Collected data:
//! AuthMiddleware 인증 로직의 핵심적인 기능
use std::rc::Rc;
use actix_web::body::EitherBody;
use actix_web::dev::{forward_ready, Service, ServiceRequest, ServiceResponse};
use actix_web::{web, Error, HttpMessage, ResponseError};
use futures_util::future::LocalBoxFuture;
use crate::core::AppState;
use crate::domain::auth::{AuthenticatedUser, Role};
use crate::errors::{AppError, TokenError};
use crate::services::auth::TokenService;

/// 실제 인증 로직을 수행하는 서비스
pub struct AuthMiddlewareService<S> {
    pub service: Rc<S>,
    pub required_role: Option<Role>,
}

impl<S, B> Service<ServiceRequest> for AuthMiddlewareService<S>
where
    S: Service<ServiceRequest, Response = ServiceResponse<B>, Error = Error> + 'static,
    S::Future: 'static,
    B: 'static,
{
    type Response = ServiceResponse<EitherBody<B>>;
    type Error = Error;
    type Future = LocalBoxFuture<'static, actix_web::Result<Self::Response, Self::Error>>;

    forward_ready!(service);

    fn call(&self, req: ServiceRequest) -> Self::Future {
        let service = self.service.clone();
        let required_role = self.required_role;

        Box::pin(async move {
            let result = match authenticate(&req).await {
                Ok(user) => authorize(user, required_role),
                Err(err) => Err(err),
            };

            match result {
                Ok(user) => {
                    log::debug!("인증 성공: {} ({})", user.username, user.role);
                    req.extensions_mut().insert(user);

                    let res = service.call(req).await?;
                    Ok(res.map_into_left_body())
                }
                Err(err) => {
                    log::warn!("인증 실패: {} {} - {}", req.method(), req.path(), err);
                    let response = err.error_response();
                    let (req, _) = req.into_parts();
                    let res = ServiceResponse::new(req, response).map_into_right_body();
                    Ok(res)
                }
            }
        })
    }
}

/// 역할 요구사항 확인
///
/// 토큰에 기록된 역할을 신뢰합니다.
fn authorize(user: AuthenticatedUser, required_role: Option<Role>) -> Result<AuthenticatedUser, AppError> {
    match required_role {
        Some(required) if !user.has_role_at_least(required) => {
            Err(AppError::AuthorizationError(format!(
                "{} role or higher is required",
                required
            )))
        }
        _ => Ok(user),
    }
}

/// 요청에서 JWT 토큰을 추출하고 검증한 뒤 저장소에서 계정 상태를 다시 확인
async fn authenticate(req: &ServiceRequest) -> Result<AuthenticatedUser, AppError> {
    let state = req
        .app_data::<web::Data<AppState>>()
        .ok_or_else(|| AppError::InternalError("AppState가 등록되지 않았습니다".to_string()))?;

    let auth_header = req
        .headers()
        .get("Authorization")
        .and_then(|h| h.to_str().ok())
        .ok_or_else(|| AppError::AuthenticationError("missing authorization header".to_string()))?;

    let token = TokenService::extract_bearer_token(auth_header)?;
    let claims = state.token_service.validate_access_token(token)?;

    let role = claims
        .role
        .ok_or_else(|| TokenError::Malformed("access token has no role claim".to_string()))?;

    let user_service = &state.user_service;
    let user = user_service
        .store()
        .find_by_id(&claims.sub)
        .await?
        .ok_or_else(|| AppError::AuthenticationError("user not found".to_string()))?;

    if !user.is_active {
        return Err(AppError::AuthenticationError("account is deactivated".to_string()));
    }

    if user_service.account().require_approval && !user.is_approved {
        return Err(AppError::AuthorizationError("account is pending approval".to_string()));
    }

    Ok(AuthenticatedUser {
        user_id: claims.sub,
        username: claims.username.unwrap_or(user.username),
        role,
    })
}
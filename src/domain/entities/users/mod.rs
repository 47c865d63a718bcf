//! Users Entity Module
//!
//! 사용자 도메인의 핵심 엔티티를 정의하는 모듈입니다.
//!
//! # 사용 예제
//!
//! ```rust,ignore
//! use crate::domain::entities::users::user::User;
//! use crate::domain::auth::Role;
//!
//! let mut user = User::new("operator".to_string(), "op@example.com".to_string(), Role::User);
//! password_service.set_password(&mut user, "correct horse battery")?;
//! ```

pub mod user;
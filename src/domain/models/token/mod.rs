pub mod token;

pub use token::{TokenClaims, TokenKind, TokenPair};
//! 인증 및 보안 서비스 모듈
//!
//! 관리 계정 인증의 핵심 구성 요소를 제공합니다.
//!
//! # Features
//!
//! - [`PasswordService`]: bcrypt 비밀번호 설정/검증
//! - [`TokenService`]: HS256 액세스/리프레시 토큰 발급, 검증, 갱신
//! - [`AuthorizationPolicy`]: `user < admin < super_admin` 역할 계층 판정
//!
//! 이 모듈은 로그를 남기지 않고 HTTP 응답을 만들지 않습니다.
//! 실패는 모두 `AppError` / `TokenError`로 돌려주며 기록은 호출자가 담당합니다.
//!
//! # Examples
//!
//! ```rust,ignore
//! use crate::services::auth::{TokenService, PasswordService, AuthorizationPolicy};
//!
//! password_service.verify_password(&user, "plaintext")?;
//! let tokens = token_service.issue_token_pair(&user, token_service.access_ttl(), token_service.refresh_ttl())?;
//! assert!(AuthorizationPolicy::can_assign_role(Role::SuperAdmin, Role::Admin));
//! ```

pub mod authorization_policy;
pub mod password_service;
pub mod token_service;

pub use authorization_policy::AuthorizationPolicy;
pub use password_service::{PasswordService, INVALID_CREDENTIALS, MIN_PASSWORD_LENGTH};
pub use token_service::TokenService;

**What is expected**: Locate the lines above that contain "AuthorizationPolicy" and copy them.

**Answer**:
//! - [`AuthorizationPolicy`]: `user < admin < super_admin` 역할 계층 판정
//! use crate::services::auth::{TokenService, PasswordService, AuthorizationPolicy};
//! assert!(AuthorizationPolicy::can_assign_role(Role::SuperAdmin, Role::Admin));
pub use authorization_policy::AuthorizationPolicy;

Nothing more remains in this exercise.